Again, say others yet, "War may come; royalty may come back, despotism may come back. Other kings will interpose, and put down a republic." Other kings interpose to put down the French! Perhaps they will. They tried it in 1793, but did not like the experiment very well. They will be well off if they do not find it necessary to put down a republic a little nearer at hand; their anti-revolutionary work may begin at home. War followed the American Revolution. It cost money, it cost men. But if we calculate the value of American ideas, they are worth what they cost. Even the French Revolution, with all its carnage, robbery and butchery, is worth what it cost. But it is possible that war will not come. From a foreign war, France has little to fear. There seems little danger that it will come at all. What monarchy will dare fight republican France? Internal trouble may indeed come. It is to be expected that the new republic will make many a misstep. But is it likely that all the old tragedies will be enacted again? Surely not; the burnt child dreads the fire. Besides, the France of '48 is not the France of '89. There is no triple despotism weighing on the nation's neck, a trinity of despotic powers—the throne, the nobility, the church. The king has fled; the nobles have ceased to be; the church seems republican. There is no hatred between class and class, as before. The men of '89 sought freedom for the middle class, not for all classes, neither for the high, nor for the low. Religion pervades the church and the people, as never before. Better ideas prevail. It is not the gospel of Jean Jaques, and the scoffing negations of Voltaire, that are now proclaimed to the people; but the broad maxims of Christian men; the words of human brotherhood. The men of terror knew no weapon but the sword; the provisional government casts the sword from its hands, and will not shed blood for political crimes.
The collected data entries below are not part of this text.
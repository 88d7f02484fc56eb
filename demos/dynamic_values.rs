//! Working with Value for runtime flexibility.
//!
//! Run with: cargo run --example dynamic_values

use serde::{Deserialize, Serialize};
use slon::{parse, parse_object, stringify, to_value, Value};
use std::error::Error;

#[derive(Debug, Serialize, Deserialize)]
struct User {
    id: u32,
    name: String,
    roles: Vec<String>,
}

fn main() -> Result<(), Box<dyn Error>> {
    let config = parse_object(
        "( host: localhost, port: 8080, features: [auth | logging | metrics], \
           debug: true, started: 2024-05-06/07:08:09.010 )",
    )?;

    if let Some(Value::String(host)) = config.get("host") {
        println!("host: {}", host);
    }
    if let Some(port) = config.get("port").and_then(Value::as_i64) {
        println!("port: {}", port);
    }
    if let Some(Value::Array(features)) = config.get("features") {
        println!("features: {} items", features.len());
    }
    if let Some(started) = config.get("started").and_then(Value::as_datetime) {
        println!("started: {}\n", started);
    }

    // Duplicate keys are kept; lookups see the last one.
    let doubled = parse("(level: 1, level: 2)")?;
    if let Value::Object(map) = &doubled {
        println!("entries: {}, level: {:?}", map.len(), map.get("level"));
        println!("canonical: {}\n", stringify(&doubled)?);
    }

    let user = User {
        id: 123,
        name: "Alice".to_string(),
        roles: vec!["admin".to_string(), "developer".to_string()],
    };

    let user_value = to_value(&user)?;
    println!("User as Value: {}\n", user_value);

    println!("Type checks:");
    println!("  is_object: {}", user_value.is_object());
    println!("  is_array:  {}", user_value.is_array());
    println!("  is_string: {}", user_value.is_string());

    match parse("(name: 'Alice', age: )") {
        Ok(_) => println!("unexpectedly parsed"),
        Err(err) => println!("\nError: {}", err),
    }

    Ok(())
}
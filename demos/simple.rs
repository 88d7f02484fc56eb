//! Basic SLON serialization and deserialization.
//!
//! Run with: cargo run --example simple

use serde::{Deserialize, Serialize};
use slon::{from_str, to_string, DateTime};
use std::error::Error;

#[derive(Debug, Serialize, Deserialize, PartialEq)]
struct User {
    id: u32,
    name: String,
    email: String,
    joined: DateTime,
}

fn main() -> Result<(), Box<dyn Error>> {
    let users = vec![
        User {
            id: 42,
            name: "Alice Johnson".to_string(),
            email: "alice@example.com".to_string(),
            joined: DateTime::new(2021, 6, 1, 9, 30, 0, 0),
        },
        User {
            id: 43,
            name: "Bob Smith".to_string(),
            email: "bob@example.com".to_string(),
            joined: DateTime::new(2022, 11, 15, 17, 5, 42, 250),
        },
    ];

    let text = to_string(&users)?;
    println!("SLON output:\n{}\n", text);

    let users_back: Vec<User> = from_str(&text)?;
    assert_eq!(users, users_back);
    println!("✓ Round-trip successful");

    // Hand-written input may use bare words and either quote style.
    let typed = "(id: 44, name: \"Carol\", email: carol@example.com, joined: 2023-01-02/03:04:05.006)";
    let carol: User = from_str(typed)?;
    println!("Parsed by hand: {:?}", carol);

    Ok(())
}
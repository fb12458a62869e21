//! In-process board service exposing `/api/v1/ws` for integration tests.

#![allow(dead_code)]

use std::net::SocketAddr;
use std::time::Duration;

use axum::Router;
use axum::extract::State;
use axum::extract::ws::{Message, WebSocket, WebSocketUpgrade};
use axum::response::IntoResponse;
use axum::routing::get;
use futures::{SinkExt, StreamExt};
use tokio::sync::{broadcast, mpsc};

pub const EVENT_TIMEOUT: Duration = Duration::from_secs(5);

/// What the server does to every connected client.
#[derive(Debug, Clone)]
pub enum ServerCommand {
    Text(String),
    /// Send a close frame and end the socket.
    Close,
    /// End the socket without a close frame.
    Drop,
}

#[derive(Debug, Clone, PartialEq, Eq)]
pub enum ServerEvent {
    Connected,
    Received(String),
    Disconnected,
}

#[derive(Clone)]
struct ServerState {
    commands: broadcast::Sender<ServerCommand>,
    events: mpsc::UnboundedSender<ServerEvent>,
}

pub struct TestServer {
    pub addr: SocketAddr,
    commands: broadcast::Sender<ServerCommand>,
    events: mpsc::UnboundedReceiver<ServerEvent>,
}

impl TestServer {
    pub async fn spawn() -> Self {
        let listener = tokio::net::TcpListener::bind("127.0.0.1:0").await.unwrap();
        let addr = listener.local_addr().unwrap();
        let (commands, _) = broadcast::channel(16);
        let (events_tx, events) = mpsc::unbounded_channel();

        let state = ServerState {
            commands: commands.clone(),
            events: events_tx,
        };
        let app = Router::new()
            .route("/api/v1/ws", get(ws_handler))
            .with_state(state);
        tokio::spawn(async move {
            axum::serve(listener, app).await.unwrap();
        });

        Self {
            addr,
            commands,
            events,
        }
    }

    pub fn endpoint(&self) -> String {
        format!("ws://{}/api/v1/ws", self.addr)
    }

    pub fn send(&self, command: ServerCommand) {
        self.commands.send(command).unwrap();
    }

    pub fn push_text(&self, text: &str) {
        self.send(ServerCommand::Text(text.to_string()));
    }

    pub async fn next_event(&mut self) -> ServerEvent {
        tokio::time::timeout(EVENT_TIMEOUT, self.events.recv())
            .await
            .expect("timed out waiting for server event")
            .expect("server stopped")
    }

    pub async fn expect_event(&mut self, expected: ServerEvent) {
        assert_eq!(self.next_event().await, expected);
    }

    /// True if no event arrives within `window`.
    pub async fn quiet_for(&mut self, window: Duration) -> bool {
        tokio::time::timeout(window, self.events.recv()).await.is_err()
    }
}

/// A local port with nothing listening on it.
pub fn unused_port() -> u16 {
    let listener = std::net::TcpListener::bind("127.0.0.1:0").unwrap();
    listener.local_addr().unwrap().port()
}

async fn ws_handler(ws: WebSocketUpgrade, State(state): State<ServerState>) -> impl IntoResponse {
    ws.on_upgrade(move |socket| handle_socket(socket, state))
}

async fn handle_socket(socket: WebSocket, state: ServerState) {
    let mut commands = state.commands.subscribe();
    let (mut sender, mut receiver) = socket.split();
    let _ = state.events.send(ServerEvent::Connected);

    loop {
        tokio::select! {
            command = commands.recv() => match command {
                Ok(ServerCommand::Text(text)) => {
                    if sender.send(Message::Text(text.into())).await.is_err() {
                        break;
                    }
                }
                Ok(ServerCommand::Close) => {
                    let _ = sender.send(Message::Close(None)).await;
                    break;
                }
                Ok(ServerCommand::Drop) | Err(_) => break,
            },

            msg = receiver.next() => match msg {
                Some(Ok(Message::Text(text))) => {
                    let _ = state.events.send(ServerEvent::Received(text.as_str().to_owned()));
                }
                Some(Ok(Message::Close(_))) | Some(Err(_)) | None => break,
                Some(Ok(_)) => {}
            },
        }
    }

    let _ = state.events.send(ServerEvent::Disconnected);
}
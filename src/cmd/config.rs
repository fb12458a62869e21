//! `kanban-live config`: view, validate, or create live.toml.

use std::path::Path;

use anyhow::{Context, Result};
use kanban_live::config::{ENV_PAGE_ORIGIN, ENV_WS_URL, LiveToml, default_config_path};

use super::super::{Cli, ConfigCommands};
use super::load_config;

pub fn cmd_config(cli: &Cli, project_dir: &Path, command: Option<ConfigCommands>) -> Result<()> {
    let config_path = cli
        .config
        .clone()
        .unwrap_or_else(|| default_config_path(project_dir));

    match command {
        None | Some(ConfigCommands::Show) => {
            let config = load_config(cli, project_dir)?;

            println!();
            println!("Live Channel Configuration");
            println!("==========================");
            println!();

            match &config.source {
                Some(path) => println!("Config file: {}", path.display()),
                None => println!(
                    "No live.toml found at {} (using defaults)",
                    config_path.display()
                ),
            }
            println!();

            let channel = &config.toml.channel;
            println!("[channel]");
            if let Some(endpoint) = &channel.endpoint {
                println!("  endpoint = \"{}\"", endpoint);
            }
            if let Some(origin) = &channel.page_origin {
                println!("  page_origin = \"{}\"", origin);
            }
            println!("  reconnect_delay_ms = {}", channel.reconnect_delay_ms);
            println!("  close_grace_ms = {}", channel.close_grace_ms);
            println!();
            println!("[logging]");
            println!("  level = \"{}\"", config.toml.logging.level);
            println!("  json = {}", config.toml.logging.json);
            println!();

            println!("Effective values (with env/CLI overrides):");
            match config.resolve_endpoint() {
                Ok(endpoint) => println!("  endpoint = \"{}\"", endpoint),
                Err(e) => println!("  endpoint = <error: {}>", e),
            }
            if let Some(origin) = config.page_origin_raw() {
                println!("  page_origin = \"{}\"", origin);
            }
            println!();
            println!("Environment overrides: {}, {}", ENV_WS_URL, ENV_PAGE_ORIGIN);
            println!();
        }
        Some(ConfigCommands::Validate) => {
            println!();
            println!("Validating configuration...");
            println!();

            let config = load_config(cli, project_dir)?;
            if config.source.is_none() {
                println!("No live.toml found. Using defaults.");
            }

            let warnings = config.validate();
            if warnings.is_empty() {
                println!("Configuration is valid.");
            } else {
                println!("Configuration warnings:");
                for warning in warnings {
                    println!("  - {}", warning);
                }
            }
            println!();
        }
        Some(ConfigCommands::Init { force }) => {
            if config_path.exists() && !force {
                println!("live.toml already exists at {}", config_path.display());
                println!("Use --force to overwrite it.");
                return Ok(());
            }

            LiveToml::default()
                .save(&config_path)
                .context("Failed to create live.toml")?;

            println!("Created live.toml at {}", config_path.display());
            println!();
            println!("You can now customize:");
            println!("  - [channel] endpoint, page_origin, reconnect_delay_ms");
            println!("  - [logging] level, json");
            println!();
        }
    }

    Ok(())
}
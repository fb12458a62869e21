//! `kanban-live send`: deliver one message over a fresh channel.

use std::time::Duration;

use anyhow::{Context, Result, bail};
use kanban_live::config::LiveConfig;
use kanban_live::{ChannelHandle, Envelope, WsConnector};
use serde_json::Value;

pub async fn cmd_send(
    config: &LiveConfig,
    kind: &str,
    data: Option<&str>,
    timeout: Duration,
) -> Result<()> {
    if kind.is_empty() {
        bail!("--type must not be empty");
    }
    let data = match data {
        Some(raw) => serde_json::from_str(raw)
            .with_context(|| format!("--data is not valid JSON: {}", raw))?,
        None => Value::Null,
    };
    let envelope = Envelope::new(kind, data);

    let options = config
        .channel_options()
        .context("Failed to resolve push-channel endpoint")?;
    let mut channel = ChannelHandle::start(WsConnector, options);
    let endpoint = channel.endpoint().to_string();

    if !channel.wait_until_connected(timeout).await {
        channel.shutdown().await;
        bail!(
            "Channel to {} did not open within {}s",
            endpoint,
            timeout.as_secs()
        );
    }

    let sent = channel.send(&envelope);
    channel.shutdown().await;

    if !sent {
        bail!("Channel to {} closed before '{}' was sent", endpoint, kind);
    }
    println!("Sent {} to {}", kind, endpoint);
    Ok(())
}
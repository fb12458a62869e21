//! Configuration for the live-refresh client.
//!
//! Settings come from `.kanban/live.toml` (or `--config PATH`), then the
//! environment, then CLI flags, each layer overriding the one before.
//! Empty strings at any layer count as unset.
//!
//! # Configuration File Format
//!
//! ```toml
//! [channel]
//! endpoint = "wss://boards.example.com/api/v1/ws"
//! page_origin = "https://boards.example.com"
//! reconnect_delay_ms = 3000
//! close_grace_ms = 1000
//!
//! [logging]
//! level = "info"
//! json = false
//! ```

use std::path::{Path, PathBuf};
use std::time::Duration;

use kanban_common::Origin;
use serde::{Deserialize, Serialize};

use crate::channel::{ChannelOptions, DEFAULT_CLOSE_GRACE, DEFAULT_RECONNECT_DELAY};
use crate::errors::ConfigError;

pub const CONFIG_DIR: &str = ".kanban";
pub const CONFIG_FILE: &str = "live.toml";

/// Explicit channel address; wins over everything in the file.
pub const ENV_WS_URL: &str = "KANBAN_WS_URL";
/// Origin of the hosting page, used to derive the address.
pub const ENV_PAGE_ORIGIN: &str = "KANBAN_PAGE_ORIGIN";

/// `[channel]` section.
#[derive(Debug, Clone, PartialEq, Serialize, Deserialize)]
pub struct ChannelSection {
    /// Explicit push-channel URL.
    #[serde(default, skip_serializing_if = "Option::is_none")]
    pub endpoint: Option<String>,
    /// Origin of the page hosting the board client, e.g. `https://example.com:9`.
    #[serde(default, skip_serializing_if = "Option::is_none")]
    pub page_origin: Option<String>,
    #[serde(default = "default_reconnect_delay_ms")]
    pub reconnect_delay_ms: u64,
    #[serde(default = "default_close_grace_ms")]
    pub close_grace_ms: u64,
}

fn default_reconnect_delay_ms() -> u64 {
    duration_ms(DEFAULT_RECONNECT_DELAY)
}

fn default_close_grace_ms() -> u64 {
    duration_ms(DEFAULT_CLOSE_GRACE)
}

/// Whole milliseconds in `duration`, saturating at `u64::MAX`.
fn duration_ms(duration: Duration) -> u64 {
    u64::try_from(duration.as_millis()).unwrap_or(u64::MAX)
}

impl Default for ChannelSection {
    fn default() -> Self {
        Self {
            endpoint: None,
            page_origin: None,
            reconnect_delay_ms: default_reconnect_delay_ms(),
            close_grace_ms: default_close_grace_ms(),
        }
    }
}

/// `[logging]` section.
#[derive(Debug, Clone, PartialEq, Serialize, Deserialize)]
pub struct LoggingSection {
    #[serde(default = "default_log_level")]
    pub level: String,
    #[serde(default)]
    pub json: bool,
}

fn default_log_level() -> String {
    "info".to_string()
}

impl Default for LoggingSection {
    fn default() -> Self {
        Self {
            level: default_log_level(),
            json: false,
        }
    }
}

/// Parsed `live.toml`.
#[derive(Debug, Clone, Default, PartialEq, Serialize, Deserialize)]
pub struct LiveToml {
    #[serde(default)]
    pub channel: ChannelSection,
    #[serde(default)]
    pub logging: LoggingSection,
}

impl LiveToml {
    pub fn load(path: &Path) -> Result<Self, ConfigError> {
        let content = std::fs::read_to_string(path).map_err(|source| ConfigError::Read {
            path: path.to_path_buf(),
            source,
        })?;
        Self::parse(&content)
    }

    pub fn parse(content: &str) -> Result<Self, ConfigError> {
        Ok(toml::from_str(content)?)
    }

    /// Load `live.toml` from `config_dir`, or defaults if it does not exist.
    pub fn load_or_default(config_dir: &Path) -> Result<Self, ConfigError> {
        let path = config_dir.join(CONFIG_FILE);
        if path.exists() {
            Self::load(&path)
        } else {
            Ok(Self::default())
        }
    }

    pub fn save(&self, path: &Path) -> Result<(), ConfigError> {
        let content = toml::to_string_pretty(self)?;
        if let Some(parent) = path.parent().filter(|p| !p.as_os_str().is_empty()) {
            std::fs::create_dir_all(parent).map_err(|source| ConfigError::Write {
                path: parent.to_path_buf(),
                source,
            })?;
        }
        std::fs::write(path, content).map_err(|source| ConfigError::Write {
            path: path.to_path_buf(),
            source,
        })
    }

    /// Return warnings for settings that load but will not behave as intended.
    pub fn validate(&self) -> Vec<String> {
        let mut warnings = Vec::new();

        if self.channel.reconnect_delay_ms == 0 {
            warnings.push(
                "reconnect_delay_ms is 0: a server that refuses connections will be retried in a tight loop"
                    .to_string(),
            );
        }

        if let Some(origin) = non_empty(self.channel.page_origin.as_deref())
            && let Err(e) = Origin::parse(origin)
        {
            warnings.push(format!("Invalid page_origin '{}': {}", origin, e));
        }

        if let Some(endpoint) = non_empty(self.channel.endpoint.as_deref())
            && !is_websocket_url(endpoint)
        {
            warnings.push(format!(
                "endpoint '{}' does not start with ws:// or wss://",
                endpoint
            ));
        }

        warnings
    }
}

/// Path of the default config file under `project_dir`.
pub fn default_config_path(project_dir: &Path) -> PathBuf {
    project_dir.join(CONFIG_DIR).join(CONFIG_FILE)
}

fn non_empty(value: Option<&str>) -> Option<&str> {
    value.filter(|v| !v.is_empty())
}

fn is_websocket_url(url: &str) -> bool {
    let lower = url.to_ascii_lowercase();
    lower.starts_with("ws://") || lower.starts_with("wss://")
}

/// Effective configuration after layering file, environment and CLI.
#[derive(Debug, Clone)]
pub struct LiveConfig {
    /// Parsed live.toml (or defaults)
    pub toml: LiveToml,
    /// Where `toml` was read from, if a file existed
    pub source: Option<PathBuf>,
    env_endpoint: Option<String>,
    env_page_origin: Option<String>,
    cli_endpoint: Option<String>,
    cli_page_origin: Option<String>,
}

impl LiveConfig {
    pub fn new(toml: LiveToml, source: Option<PathBuf>) -> Self {
        Self {
            toml,
            source,
            env_endpoint: None,
            env_page_origin: None,
            cli_endpoint: None,
            cli_page_origin: None,
        }
    }

    /// Load from an explicit path (must exist) or from `.kanban/live.toml`
    /// under `project_dir` (may be missing).
    pub fn load(explicit: Option<&Path>, project_dir: &Path) -> Result<Self, ConfigError> {
        match explicit {
            Some(path) => Ok(Self::new(LiveToml::load(path)?, Some(path.to_path_buf()))),
            None => {
                let path = default_config_path(project_dir);
                let toml = LiveToml::load_or_default(&project_dir.join(CONFIG_DIR))?;
                Ok(Self::new(toml, path.exists().then_some(path)))
            }
        }
    }

    /// Apply environment overrides from the process environment.
    pub fn with_env(self) -> Self {
        self.with_env_from(|key| std::env::var(key).ok())
    }

    /// Apply environment overrides from `lookup`.
    pub fn with_env_from(mut self, lookup: impl Fn(&str) -> Option<String>) -> Self {
        self.env_endpoint = lookup(ENV_WS_URL).filter(|v| !v.is_empty());
        self.env_page_origin = lookup(ENV_PAGE_ORIGIN).filter(|v| !v.is_empty());
        self
    }

    /// Apply CLI overrides.
    pub fn with_cli_args(mut self, endpoint: Option<String>, page_origin: Option<String>) -> Self {
        self.cli_endpoint = endpoint.filter(|v| !v.is_empty());
        self.cli_page_origin = page_origin.filter(|v| !v.is_empty());
        self
    }

    /// Explicit endpoint (CLI → env → file).
    pub fn explicit_endpoint(&self) -> Option<&str> {
        self.cli_endpoint
            .as_deref()
            .or(self.env_endpoint.as_deref())
            .or(non_empty(self.toml.channel.endpoint.as_deref()))
    }

    /// Page origin string (CLI → env → file).
    pub fn page_origin_raw(&self) -> Option<&str> {
        self.cli_page_origin
            .as_deref()
            .or(self.env_page_origin.as_deref())
            .or(non_empty(self.toml.channel.page_origin.as_deref()))
    }

    pub fn page_origin(&self) -> Result<Option<Origin>, ConfigError> {
        self.page_origin_raw()
            .map(Origin::parse)
            .transpose()
            .map_err(ConfigError::from)
    }

    /// Resolve the push-channel address from the layered settings.
    pub fn resolve_endpoint(&self) -> Result<String, ConfigError> {
        let origin = self.page_origin()?;
        Ok(kanban_common::resolve_endpoint(
            self.explicit_endpoint(),
            &origin,
        ))
    }

    pub fn reconnect_delay(&self) -> Duration {
        Duration::from_millis(self.toml.channel.reconnect_delay_ms)
    }

    pub fn close_grace(&self) -> Duration {
        Duration::from_millis(self.toml.channel.close_grace_ms)
    }

    pub fn channel_options(&self) -> Result<ChannelOptions, ConfigError> {
        Ok(ChannelOptions::new(self.resolve_endpoint()?)
            .with_reconnect_delay(self.reconnect_delay())
            .with_close_grace(self.close_grace()))
    }

    pub fn validate(&self) -> Vec<String> {
        let mut warnings = self.toml.validate();
        for (name, value) in [
            (ENV_PAGE_ORIGIN, self.env_page_origin.as_deref()),
            ("--origin", self.cli_page_origin.as_deref()),
        ] {
            if let Some(origin) = value
                && let Err(e) = Origin::parse(origin)
            {
                warnings.push(format!("Invalid page origin from {}: {}", name, e));
            }
        }
        warnings
    }
}
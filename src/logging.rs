//! Tracing subscriber setup for the CLI.
//!
//! Logs go to stderr so `watch --json` output on stdout stays machine-readable.
//! `RUST_LOG` always wins over the configured level.

use anyhow::{Result, anyhow};
use tracing_subscriber::{EnvFilter, fmt, layer::SubscriberExt, util::SubscriberInitExt};

/// Filter directive used when `RUST_LOG` is unset.
pub fn default_directive(level: &str, verbose: bool) -> String {
    let level = if verbose { "debug" } else { level };
    format!("warn,kanban_live={level},kanban_common={level}")
}

pub fn init(level: &str, verbose: bool, json: bool) -> Result<()> {
    let filter = EnvFilter::try_from_default_env()
        .or_else(|_| EnvFilter::try_new(default_directive(level, verbose)))
        .map_err(|e| anyhow!("Invalid log level '{}': {}", level, e))?;

    let registry = tracing_subscriber::registry().with(filter);
    let result = if json {
        registry
            .with(fmt::layer().json().with_writer(std::io::stderr))
            .try_init()
    } else {
        registry
            .with(fmt::layer().with_writer(std::io::stderr).with_target(false))
            .try_init()
    };

    result.map_err(|e| anyhow!("Failed to install tracing subscriber: {}", e))
}
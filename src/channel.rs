//! Realtime channel manager.
//!
//! Keeps one logical, always-retrying connection to the board service's push
//! endpoint and exposes its state to consumers.
//!
//! ```text
//! [Idle] --start--> [Connecting] --open--> [Open] --close--> [Closed]
//!                        ^                                     |
//!                        +------------ reconnect delay --------+
//! [Connecting|Open|Closed] --shutdown--> [Idle]   (terminal)
//! ```
//!
//! A single driver task owns the state machine. Each connection attempt runs
//! in its own pump task that reports events tagged with the attempt's
//! generation; the driver drops events whose generation is not current, so a
//! superseded transport can never touch live state. A failed connection
//! attempt is reported as an error followed by a close, which puts it on the
//! same retry path as a dropped connection.

use std::sync::{Arc, Mutex, MutexGuard, PoisonError};
use std::time::Duration;

use futures::{SinkExt, StreamExt};
use kanban_common::Envelope;
use tokio::sync::{mpsc, watch};
use tokio::task::JoinHandle;
use tokio::time::Instant;
use tokio_util::sync::CancellationToken;
use tokio_util::task::AbortOnDropHandle;
use tracing::{debug, info, warn};

use crate::errors::TransportError;
use crate::transport::{Connector, Frame, Transport};

/// Delay between a close and the next connection attempt.
pub const DEFAULT_RECONNECT_DELAY: Duration = Duration::from_millis(3000);

/// How long shutdown waits for an open transport to close before aborting it.
pub const DEFAULT_CLOSE_GRACE: Duration = Duration::from_secs(1);

#[derive(Debug, Clone, Copy, PartialEq, Eq)]
pub enum ChannelStatus {
    Idle,
    Connecting,
    Open,
    Closed,
}

impl ChannelStatus {
    pub fn is_connected(&self) -> bool {
        matches!(self, Self::Open)
    }

    pub fn as_str(&self) -> &'static str {
        match self {
            Self::Idle => "idle",
            Self::Connecting => "connecting",
            Self::Open => "open",
            Self::Closed => "closed",
        }
    }
}

impl std::fmt::Display for ChannelStatus {
    fn fmt(&self, f: &mut std::fmt::Formatter<'_>) -> std::fmt::Result {
        f.write_str(self.as_str())
    }
}

#[derive(Debug, Clone)]
pub struct ChannelOptions {
    pub endpoint: String,
    pub reconnect_delay: Duration,
    pub close_grace: Duration,
}

impl ChannelOptions {
    pub fn new(endpoint: impl Into<String>) -> Self {
        Self {
            endpoint: endpoint.into(),
            reconnect_delay: DEFAULT_RECONNECT_DELAY,
            close_grace: DEFAULT_CLOSE_GRACE,
        }
    }

    pub fn with_reconnect_delay(mut self, delay: Duration) -> Self {
        self.reconnect_delay = delay;
        self
    }

    pub fn with_close_grace(mut self, grace: Duration) -> Self {
        self.close_grace = grace;
        self
    }
}

/// Receivers for the observable channel state.
///
/// Both values are replaced wholesale on every change.
#[derive(Debug, Clone)]
pub struct ChannelSubscription {
    pub status: watch::Receiver<ChannelStatus>,
    pub last_message: watch::Receiver<Option<Envelope>>,
}

struct Outbound {
    generation: u64,
    tx: mpsc::UnboundedSender<Frame>,
}

struct Shared {
    status: watch::Sender<ChannelStatus>,
    last_message: watch::Sender<Option<Envelope>>,
    /// Write half of the open transport. Only the driver writes this slot.
    outbound: Mutex<Option<Outbound>>,
}
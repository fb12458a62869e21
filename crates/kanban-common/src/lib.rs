//! Shared types for the kanban live-refresh channel.
//!
//! Everything here is free of I/O so it can be reused by the channel client,
//! its tests, and any server-side code that needs to speak the same envelope.

pub mod endpoint;
pub mod envelope;
pub mod errors;

pub use endpoint::{
    DEFAULT_WS_PATH, FALLBACK_ENDPOINT, Headless, Origin, PlatformContext, resolve_endpoint,
};
pub use envelope::{Envelope, TaskChange};
pub use errors::{EnvelopeError, OriginError};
Still, troubles may come; war may come from without, and, worse still, from within; the republic may end. But if it lasts only a day, let us rejoice in that day. Suppose it is only the dream of the nation; it is worth while to dream of liberty, of equality, of fraternity; and to dream that we are awake, and trying to make them all into institutions and common life. What is only a dream now, will be a fact at last.

Next Sunday is the election day of France; six millions of voters are to choose nine hundred representatives! Shall not the prayers of all Christian hearts go up with them on that day, a great deep prayer for their success? The other day, the birthday of Washington, the calm, noiseless spirit of death came to release the soul of the patriarch of American statesmen. While his sun was slowly sinking in the western sky, the life-star of a new nation was visibly rising there, far off in the east. A pagan might be pardoned for the thought, that the intrepid soul of that old man foresaw the peril, and, slowly quitting its hold of the worn-out body, went thither to kindle anew the flames of liberty he fanned so often here. That is but a pagan thought. This is a Christian thought: The same God who formed the world for man's abode, presides also in the movements of mankind, and directs their voluntary march. See how this earth has been brought to her present firm and settled state. By storm and earthquake, continent has been rent from continent; oceans have swept over the mountains, and the scars of ancient war still mark our parent's venerable face. So is it in the growth of human Society: it is the child of pain; revolutions have rocked its cradle, war and violence rudely nursed it into hardy life. Good institutions, how painfully, how slowly have they come!

"Slowly as spreads the green of earth
O'er the receding ocean's bed,
Dim as the distant stars come forth,
Uncertain as a vision slow,
Has been the old world's toiling pace,
Ere she can give fair freedom place."

Let us welcome the green spot, when it begins to spread; let us shout as the sterile sea of barbarism goes back; let us rejoice in the vision of good things to come; let us welcome the distant and rising orb, for it is the Bethlehem star of a great nation, and they who behold it may well say—"Peace on earth, and good-will to men."

FOOTNOTES:

[42] Mr. Wendell Phillips.

[43] See the Courier des Etats Unis, for Nov. 24, 1847, which contains passages from M. Lamartine's programme, which set forth all the schemes that the provisional government had afterwards tried to carry out.